Hence the consequences. Drunkenness and carousing are flourishing in the villages, and you can say that the entire village drinks from old to young, which especially is striking to somebody passing through. There is no discipline, brigade leaders do not listen to the kolkhoz chairman, and there is constant wrangling and swearing. Not a single assignment gets fulfilled. During the busiest time for a kolkhoz the haymaking and harvest campaign no more than three or four kolkhoz farmers went out to work. The hay was left under the snow thirty five percent of it unmowed. The kolkhoz did not allocate haymaking fields to independent peasants and livestock was not provided with hay. Some of the potatoes were left in the field without being dug up. In spite of the good summer, the grain harvest is smaller than last year's, for the reason that the kolkhoz did not take fertilizers into the fields. There are no buildings for grain threshing and the grain is threshed the old-fashioned way, in the winter out in the open. The kolkhoz has just one New Ideal haymaking machine, and more than once during the summer it broke down and had to be repaired. They finished mowing, it snowed, and the mower has been lying and rusting under the snow for two months already, there is nobody to take it away. It is strange that the leaders riding by have seen all this more than once, but they don't take any measures--the machine is still there.

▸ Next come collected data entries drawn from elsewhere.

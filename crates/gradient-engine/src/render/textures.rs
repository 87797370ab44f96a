use anyhow::{ensure, Result};

/// Renderer configuration.
///
/// Keep this small; every field maps to a resource decided once at
/// construction.
#[derive(Debug, Clone)]
pub struct RendererConfig {
    /// Ramp width W; the field texture is W×W.
    pub resolution: u32,

    /// Format of the ramp and field textures.
    ///
    /// Must be a filterable, renderable color format.
    pub texture_format: wgpu::TextureFormat,

    /// Field pass clear color. Any pixel showing it was never drawn.
    pub sentinel: wgpu::Color,
}

impl Default for RendererConfig {
    fn default() -> Self {
        Self {
            resolution: 1024,
            texture_format: wgpu::TextureFormat::Rgba8Unorm,
            sentinel: wgpu::Color::RED,
        }
    }
}

/// The two persistent textures: 1×W ramp (stored as W wide, 1 tall) and
/// W×W field. Allocated once and overwritten every frame.
pub struct GradientTextures {
    resolution: u32,
    format: wgpu::TextureFormat,

    ramp: wgpu::Texture,
    ramp_view: wgpu::TextureView,

    field: wgpu::Texture,
    field_view: wgpu::TextureView,

    /// Clamp-to-edge, linear. Shared by the field and present passes.
    sampler: wgpu::Sampler,
}

impl GradientTextures {
    pub fn new(device: &wgpu::Device, config: &RendererConfig) -> Result<Self> {
        let resolution = config.resolution;
        let max = device.limits().max_texture_dimension_2d;
        ensure!(resolution >= 2, "gradient resolution {resolution} is below 2");
        ensure!(
            resolution <= max,
            "gradient resolution {resolution} exceeds device limit {max}"
        );

        let usage = wgpu::TextureUsages::RENDER_ATTACHMENT
            | wgpu::TextureUsages::TEXTURE_BINDING
            | wgpu::TextureUsages::COPY_SRC;

        let create = |label: &str, height: u32| {
            device.create_texture(&wgpu::TextureDescriptor {
                label: Some(label),
                size: wgpu::Extent3d {
                    width: resolution,
                    height,
                    depth_or_array_layers: 1,
                },
                mip_level_count: 1,
                sample_count: 1,
                dimension: wgpu::TextureDimension::D2,
                format: config.texture_format,
                usage,
                view_formats: &[],
            })
        };

        let ramp = create("gradient ramp texture", 1);
        let field = create("gradient field texture", resolution);

        let ramp_view = ramp.create_view(&wgpu::TextureViewDescriptor::default());
        let field_view = field.create_view(&wgpu::TextureViewDescriptor::default());

        let sampler = device.create_sampler(&wgpu::SamplerDescriptor {
            label: Some("gradient sampler"),
            address_mode_u: wgpu::AddressMode::ClampToEdge,
            address_mode_v: wgpu::AddressMode::ClampToEdge,
            address_mode_w: wgpu::AddressMode::ClampToEdge,
            mag_filter: wgpu::FilterMode::Linear,
            min_filter: wgpu::FilterMode::Linear,
            ..Default::default()
        });

        log::debug!(
            "allocated gradient textures: ramp {resolution}x1, field {r}x{r}, {:?}",
            config.texture_format,
            r = resolution
        );

        Ok(Self {
            resolution,
            format: config.texture_format,
            ramp,
            ramp_view,
            field,
            field_view,
            sampler,
        })
    }

    #[inline]
    pub fn resolution(&self) -> u32 {
        self.resolution
    }

    #[inline]
    pub fn format(&self) -> wgpu::TextureFormat {
        self.format
    }

    pub fn ramp(&self) -> &wgpu::Texture {
        &self.ramp
    }

    pub fn ramp_view(&self) -> &wgpu::TextureView {
        &self.ramp_view
    }

    pub fn field(&self) -> &wgpu::Texture {
        &self.field
    }

    pub fn field_view(&self) -> &wgpu::TextureView {
        &self.field_view
    }

    pub fn sampler(&self) -> &wgpu::Sampler {
        &self.sampler
    }
}
use bytemuck::{Pod, Zeroable};

use super::common::{begin_clear_pass, create_pipeline, load_shader, PipelineSpec};
use super::{NormalizedStops, RenderCtx};

/// Draws normalized stops into the 1-texel-tall ramp texture.
///
/// The stops become a line strip across the texture; the rasterizer's
/// linear interpolation between adjacent vertices produces every
/// intermediate texel.
pub struct RampPass {
    pipeline: wgpu::RenderPipeline,

    vbo: Option<wgpu::Buffer>,
    vertex_capacity: usize,
}

impl RampPass {
    pub fn new(device: &wgpu::Device, format: wgpu::TextureFormat) -> Self {
        let shader = load_shader(device, "gradient ramp shader", include_str!("shaders/ramp.wgsl"));

        let pipeline = create_pipeline(
            device,
            PipelineSpec {
                label: "gradient ramp pipeline",
                shader: &shader,
                bind_group_layouts: &[],
                vertex_buffers: &[RampVertex::layout()],
                topology: wgpu::PrimitiveTopology::LineStrip,
                format,
            },
        );

        Self {
            pipeline,
            vbo: None,
            vertex_capacity: 0,
        }
    }

    /// Records the ramp draw into `encoder`, overwriting `target`.
    pub fn encode(
        &mut self,
        ctx: &RenderCtx<'_>,
        encoder: &mut wgpu::CommandEncoder,
        target: &wgpu::TextureView,
        stops: &NormalizedStops,
    ) {
        debug_assert!(stops.len() >= 2, "ramp needs padded stops");

        let vertices: Vec<RampVertex> = stops
            .as_slice()
            .iter()
            .map(|s| RampVertex {
                location: s.location,
                color: s.color.to_array(),
            })
            .collect();

        self.ensure_vertex_capacity(ctx, vertices.len());
        let Some(vbo) = self.vbo.as_ref() else { return };
        ctx.queue.write_buffer(vbo, 0, bytemuck::cast_slice(&vertices));

        let mut rpass = begin_clear_pass(
            encoder,
            "gradient ramp pass",
            target,
            wgpu::Color::TRANSPARENT,
        );
        rpass.set_pipeline(&self.pipeline);
        rpass.set_vertex_buffer(0, vbo.slice(..));
        rpass.draw(0..vertices.len() as u32, 0..1);
    }

    fn ensure_vertex_capacity(&mut self, ctx: &RenderCtx<'_>, required: usize) {
        if required <= self.vertex_capacity && self.vbo.is_some() {
            return;
        }

        let new_cap = required.next_power_of_two().max(64);
        log::debug!("growing ramp vertex buffer to {new_cap} stops");

        self.vbo = Some(ctx.device.create_buffer(&wgpu::BufferDescriptor {
            label: Some("gradient ramp vbo"),
            size: (new_cap * std::mem::size_of::<RampVertex>()) as u64,
            usage: wgpu::BufferUsages::VERTEX | wgpu::BufferUsages::COPY_DST,
            mapped_at_creation: false,
        }));
        self.vertex_capacity = new_cap;
    }

    /// Number of stops the vertex buffer holds without reallocating.
    pub fn vertex_capacity(&self) -> usize {
        self.vertex_capacity
    }
}

#[repr(C)]
#[derive(Debug, Copy, Clone, Pod, Zeroable)]
struct RampVertex {
    location: f32,
    color: [f32; 4],
}

impl RampVertex {
    const ATTRS: [wgpu::VertexAttribute; 2] = wgpu::vertex_attr_array![
        0 => Float32,   // location
        1 => Float32x4  // color
    ];

    fn layout() -> wgpu::VertexBufferLayout<'static> {
        wgpu::VertexBufferLayout {
            array_stride: std::mem::size_of::<RampVertex>() as u64,
            step_mode: wgpu::VertexStepMode::Vertex,
            attributes: &Self::ATTRS,
        }
    }
}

The kolkhoz facilities have fallen apart: there are not enough sleighs or horse collars, and the ones we have look pathetic, there is nobody to fix and repair them because no kolkhoz farmer is in charge of it.

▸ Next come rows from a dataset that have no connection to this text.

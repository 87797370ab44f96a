use std::sync::atomic::{AtomicU64, Ordering};

use super::Rgba;

/// Process-unique identity of a stop.
///
/// Identity lets an editor track a stop through moves and recolors; it never
/// participates in equality.
#[derive(Debug, Copy, Clone, Eq, PartialEq, Hash, Ord, PartialOrd)]
pub struct StopId(u64);

impl StopId {
    fn next() -> Self {
        static NEXT: AtomicU64 = AtomicU64::new(1);
        Self(NEXT.fetch_add(1, Ordering::Relaxed))
    }
}

/// A color anchored at a location along the gradient axis.
///
/// `location` is expected in [0, 1] but is not clamped here; the renderer
/// pads and sorts stops at render time.
#[derive(Debug, Copy, Clone)]
pub struct GradientStop {
    id: StopId,
    pub location: f32,
    pub color: Rgba,
}

impl GradientStop {
    /// Creates a stop with a fresh identity.
    pub fn new(location: f32, color: Rgba) -> Self {
        Self {
            id: StopId::next(),
            location,
            color,
        }
    }

    #[inline]
    pub fn id(&self) -> StopId {
        self.id
    }
}

impl PartialEq for GradientStop {
    fn eq(&self, other: &Self) -> bool {
        self.location == other.location && self.color == other.color
    }
}

#[cfg(test)]
mod tests {
    use super::*;

    #[test]
    fn ids_are_unique() {
        let a = GradientStop::new(0.0, Rgba::WHITE);
        let b = GradientStop::new(0.0, Rgba::WHITE);
        assert_ne!(a.id(), b.id());
    }

    #[test]
    fn equality_ignores_identity() {
        let a = GradientStop::new(0.3, Rgba::BLACK);
        let b = GradientStop::new(0.3, Rgba::BLACK);
        assert_eq!(a, b);
    }

    #[test]
    fn equality_compares_location_and_color() {
        let a = GradientStop::new(0.3, Rgba::BLACK);
        assert_ne!(a, GradientStop::new(0.4, Rgba::BLACK));
        assert_ne!(a, GradientStop::new(0.3, Rgba::WHITE));
    }
}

On 15 November the following outrageous incident occurred: the woman who tends the livestock took ill, and sixteen milking cows and other animals were left unfed for three days and the cows unmilked and only on the fourth day the sick woman came out on crutches to feed the livestock and milk the cows, and this was right before the eyes of the kolkhoz board in the village of Vampy. Neither brigade leader V. Mezentsev nor bookkeeper V. Yudin was able to give instructions to replace the sick woman, and kolkhoz farmer Pyotr Yudin bluntly said, the Tatar didn't feed the livestock for three days and they still survived, and it's the same with us. No doubt about P. Yudin's personality, he is an old Psalm reader, a former White bandit, his personality is a clear indicator of his deeds, but what is surprising is that Kalinovsky, the chairman of the Savinoborsky Village Soviet, still nominated him as a candidate for chairman of the kolkhoz. If you look at the output by the kolkhoz farmers, it is also a pathetic picture [Space was left for output figures in labordays, but there are no figures.]. The rest of the days were frittered away on drunkenness and absenteeism. All this attests to an unhealthy atmosphere on the May Day Kolkhoz and the proper person must set about revitalizing the kolkhoz.